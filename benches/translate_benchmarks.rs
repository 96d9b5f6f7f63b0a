//! Benchmarks for translation and execution of generated programs.
//!
//! Programs are built once per size with [`AstBuilder`]; only translation
//! (and, for the `execute` group, running the unit) is measured.
//!
//! ## Profiling with Puffin
//!
//! ```bash
//! cargo bench --features profile-with-puffin
//! ```

use bumpalo::Bump;
use criterion::{BenchmarkId, Criterion, Throughput, criterion_group, criterion_main};
use pascalc::ast::{AstBuilder, BinaryOp, FunctionDecl, Program};
use pascalc::core::PrimitiveKind;
use pascalc::runtime;
use pascalc::translate;
use std::hint::black_box;

#[cfg(feature = "profile-with-puffin")]
fn setup_profiler() {
    puffin::set_scopes_on(true);
}

#[cfg(not(feature = "profile-with-puffin"))]
fn setup_profiler() {}

#[cfg(feature = "profile-with-puffin")]
fn end_profiling_frame() {
    puffin::GlobalProfiler::lock().new_frame();
}

#[cfg(not(feature = "profile-with-puffin"))]
fn end_profiling_frame() {}

/// A function `fN(n)` summing the squares of `1..n` through a local array.
fn squares<'ast>(b: &AstBuilder<'ast>, name: &str) -> FunctionDecl<'ast> {
    b.function(
        name,
        &[b.var_decl(&["n"], b.integer())],
        b.integer(),
        &[
            b.var_decl(&["i", "s"], b.integer()),
            b.var_decl(&["t"], b.array(PrimitiveKind::Integer, &[(1, 64)])),
        ],
        &[
            b.for_to(
                b.name("i"),
                b.int(1),
                b.var("n"),
                b.assign(
                    b.element("t", &[b.var("i")]),
                    b.binary(b.var("i"), BinaryOp::Mul, b.var("i")),
                ),
            ),
            b.assign(b.name("s"), b.int(0)),
            b.while_(
                b.binary(b.var("n"), BinaryOp::Greater, b.int(0)),
                b.block(&[
                    b.assign(
                        b.name("s"),
                        b.binary(b.var("s"), BinaryOp::Add, b.index("t", &[b.var("n")])),
                    ),
                    b.assign(b.name("n"), b.binary(b.var("n"), BinaryOp::Sub, b.int(1))),
                ]),
            ),
            b.assign(b.name(name), b.var("s")),
        ],
    )
}

/// A program with `count` functions, each called once from the entry.
fn generated<'ast>(b: &AstBuilder<'ast>, count: usize) -> Program<'ast> {
    let names: Vec<String> = (0..count).map(|i| format!("f{i}")).collect();
    let functions: Vec<_> = names.iter().map(|name| squares(b, name)).collect();
    let calls: Vec<_> = names
        .iter()
        .map(|name| b.write(&[b.call(name, &[b.int(64)])]))
        .collect();
    b.program(
        "bench",
        &[b.var_decl(&["grid"], b.array(PrimitiveKind::Integer, &[(1, 32), (1, 32)]))],
        &functions,
        &calls,
    )
}

fn translate_benchmarks(c: &mut Criterion) {
    setup_profiler();

    let mut group = c.benchmark_group("translate/functions");
    for count in [1usize, 10, 100, 1000] {
        let arena = Bump::new();
        let b = AstBuilder::new(&arena);
        let program = generated(&b, count);

        group.throughput(Throughput::Elements(count as u64));
        group.bench_with_input(BenchmarkId::from_parameter(count), &program, |bench, program| {
            bench.iter(|| {
                let compiled = translate(black_box(program)).unwrap();
                end_profiling_frame();
                black_box(compiled.binary().len())
            });
        });
    }
    group.finish();
}

fn execute_benchmarks(c: &mut Criterion) {
    setup_profiler();

    let mut group = c.benchmark_group("execute/functions");
    for count in [1usize, 10, 100] {
        let arena = Bump::new();
        let b = AstBuilder::new(&arena);
        let compiled = translate(&generated(&b, count)).unwrap();
        let unit = runtime::load(compiled.binary()).unwrap();

        group.throughput(Throughput::Elements(count as u64));
        group.bench_function(BenchmarkId::from_parameter(count), |bench| {
            bench.iter(|| {
                let mut machine = runtime::Machine::new(&unit, &b""[..], Vec::new());
                machine.run_main().unwrap();
                end_profiling_frame();
                black_box(machine.into_output().len())
            });
        });
    }
    group.finish();
}

criterion_group!(benches, translate_benchmarks, execute_benchmarks);
criterion_main!(benches);
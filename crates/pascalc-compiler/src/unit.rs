//! Compiled units: fields, methods and the shared constant pool.
//!
//! A [`UnitBuilder`] collects the pieces while translation runs. Method
//! slots are reserved when a signature is declared and filled when its body
//! has been emitted, so calls can name a method before its code exists.

use std::fmt;

use pascalc_core::{CompilationError, DataType, Span};

use crate::bytecode::{BytecodeChunk, ConstantPool};

/// Name of the trivial instance initializer.
pub const INIT: &str = "<init>";
/// Name of the static initializer that allocates array fields.
pub const CLINIT: &str = "<clinit>";
/// Name of the no-argument entry routine.
pub const MAIN: &str = "main";

/// Most fields a unit can declare.
pub const MAX_FIELDS: usize = u16::MAX as usize;
/// Most methods a unit can declare.
pub const MAX_METHODS: usize = u16::MAX as usize;
/// Most parameters a method can take.
pub const MAX_PARAMS: usize = u8::MAX as usize;

/// Index of a field in its unit.
#[derive(Debug, Clone, Copy, PartialEq, Eq, Hash)]
pub struct FieldId(pub u16);

/// Index of a method in its unit.
#[derive(Debug, Clone, Copy, PartialEq, Eq, Hash)]
pub struct MethodId(pub u16);

impl fmt::Display for MethodId {
    fn fmt(&self, f: &mut fmt::Formatter<'_>) -> fmt::Result {
        write!(f, "#{}", self.0)
    }
}

/// A unit-level (static) variable.
#[derive(Debug, Clone, PartialEq, Eq)]
pub struct FieldDef {
    pub name: String,
    pub ty: DataType,
}

impl FieldDef {
    /// Whether the field starts as a null reference rather than zero.
    pub fn defaults_to_null(&self) -> bool {
        !self.ty.is_primitive()
    }
}

/// A method signature and its compiled body.
#[derive(Debug, Clone, PartialEq, Eq)]
pub struct MethodDef {
    pub name: String,
    pub params: Vec<DataType>,
    /// `None` for the initializers and the entry routine.
    pub return_type: Option<DataType>,
    /// Slots needed by parameters and locals.
    pub local_count: u16,
    pub chunk: BytecodeChunk,
}

/// A complete compiled unit.
#[derive(Debug, Clone, PartialEq, Eq)]
pub struct Unit {
    pub name: String,
    pub constants: Vec<crate::bytecode::Constant>,
    pub fields: Vec<FieldDef>,
    pub methods: Vec<MethodDef>,
}

impl Unit {
    /// Find a method by name, returning the first match.
    pub fn method_id(&self, name: &str) -> Option<MethodId> {
        self.methods
            .iter()
            .position(|m| m.name == name)
            .map(|i| MethodId(i as u16))
    }

    /// Get a method by id.
    pub fn method(&self, id: MethodId) -> Option<&MethodDef> {
        self.methods.get(id.0 as usize)
    }

    /// Find a method by name.
    pub fn method_named(&self, name: &str) -> Option<&MethodDef> {
        self.method_id(name).and_then(|id| self.method(id))
    }

    /// The entry routine: `main` taking no arguments and returning nothing.
    ///
    /// A user function may also be called `main`; it always has a return
    /// type and so is never picked.
    pub fn entry(&self) -> Option<MethodId> {
        self.methods
            .iter()
            .position(|m| m.name == MAIN && m.params.is_empty() && m.return_type.is_none())
            .map(|i| MethodId(i as u16))
    }

    /// Find a field by name.
    pub fn field(&self, name: &str) -> Option<&FieldDef> {
        self.fields.iter().find(|f| f.name == name)
    }

    /// Disassemble every method.
    pub fn disassemble(&self) -> String {
        self.methods
            .iter()
            .map(|m| m.chunk.disassemble(&m.name))
            .collect()
    }
}

/// A reserved method slot.
#[derive(Debug)]
struct MethodSlot {
    name: String,
    params: Vec<DataType>,
    return_type: Option<DataType>,
    body: Option<(u16, BytecodeChunk)>,
}

/// Accumulates the fields and methods of one unit.
#[derive(Debug)]
pub struct UnitBuilder {
    name: String,
    constants: ConstantPool,
    fields: Vec<FieldDef>,
    methods: Vec<MethodSlot>,
}

impl UnitBuilder {
    /// Open a unit.
    pub fn new(name: impl Into<String>) -> Self {
        Self {
            name: name.into(),
            constants: ConstantPool::new(),
            fields: Vec::new(),
            methods: Vec::new(),
        }
    }

    /// The unit name.
    pub fn name(&self) -> &str {
        &self.name
    }

    /// The shared constant pool, for method emitters.
    pub fn constants_mut(&mut self) -> &mut ConstantPool {
        &mut self.constants
    }

    /// Declare a static field.
    pub fn add_field(
        &mut self,
        name: &str,
        ty: DataType,
        span: Span,
    ) -> Result<FieldId, CompilationError> {
        if self.fields.len() >= MAX_FIELDS {
            return Err(CompilationError::Emit {
                message: format!("too many fields declaring '{name}': a unit holds at most {MAX_FIELDS}"),
                span,
            });
        }
        let id = FieldId(self.fields.len() as u16);
        self.fields.push(FieldDef {
            name: name.to_string(),
            ty,
        });
        Ok(id)
    }

    /// Reserve a method slot for a signature.
    pub fn declare_method(
        &mut self,
        name: &str,
        params: Vec<DataType>,
        return_type: Option<DataType>,
        span: Span,
    ) -> Result<MethodId, CompilationError> {
        if params.len() > MAX_PARAMS {
            return Err(CompilationError::ArityMismatch {
                message: format!("too many parameters for '{name}'"),
                expected: MAX_PARAMS,
                got: params.len(),
                span,
            });
        }
        if self.methods.len() >= MAX_METHODS {
            return Err(CompilationError::Emit {
                message: format!("too many methods declaring '{name}': a unit holds at most {MAX_METHODS}"),
                span,
            });
        }
        let id = MethodId(self.methods.len() as u16);
        self.methods.push(MethodSlot {
            name: name.to_string(),
            params,
            return_type,
            body: None,
        });
        Ok(id)
    }

    /// Attach the compiled body of a declared method.
    pub fn define_method(
        &mut self,
        id: MethodId,
        local_count: u16,
        chunk: BytecodeChunk,
        span: Span,
    ) -> Result<(), CompilationError> {
        let slot = self
            .methods
            .get_mut(id.0 as usize)
            .ok_or_else(|| CompilationError::Emit {
                message: format!("method {id} was never declared"),
                span,
            })?;
        if slot.body.is_some() {
            return Err(CompilationError::Emit {
                message: format!("method '{}' defined twice", slot.name),
                span,
            });
        }
        tracing::trace!(method = %slot.name, code_size = chunk.len(), "define method");
        slot.body = Some((local_count, chunk));
        Ok(())
    }

    /// Finish the unit. Every declared method must have a body.
    pub fn finish(self, span: Span) -> Result<Unit, CompilationError> {
        let methods = self
            .methods
            .into_iter()
            .map(|slot| match slot.body {
                Some((local_count, chunk)) => Ok(MethodDef {
                    name: slot.name,
                    params: slot.params,
                    return_type: slot.return_type,
                    local_count,
                    chunk,
                }),
                None => Err(CompilationError::Emit {
                    message: format!("method '{}' has no body", slot.name),
                    span,
                }),
            })
            .collect::<Result<Vec<_>, _>>()?;

        Ok(Unit {
            name: self.name,
            constants: self.constants.constants().to_vec(),
            fields: self.fields,
            methods,
        })
    }
}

▶ What the task asks: Take the entries above and return only the lines from the one with "pub fn method_id(&self, name: &str)" to the one with "pub fn method_named(&self, name: &str)", both included, unchanged.

▶ Answer to this exercise:
    pub fn method_id(&self, name: &str) -> Option<MethodId> {
        self.methods
            .iter()
            .position(|m| m.name == name)
            .map(|i| MethodId(i as u16))
    }

    /// Get a method by id.
    pub fn method(&self, id: MethodId) -> Option<&MethodDef> {
        self.methods.get(id.0 as usize)
    }

    /// Find a method by name.
    pub fn method_named(&self, name: &str) -> Option<&MethodDef> {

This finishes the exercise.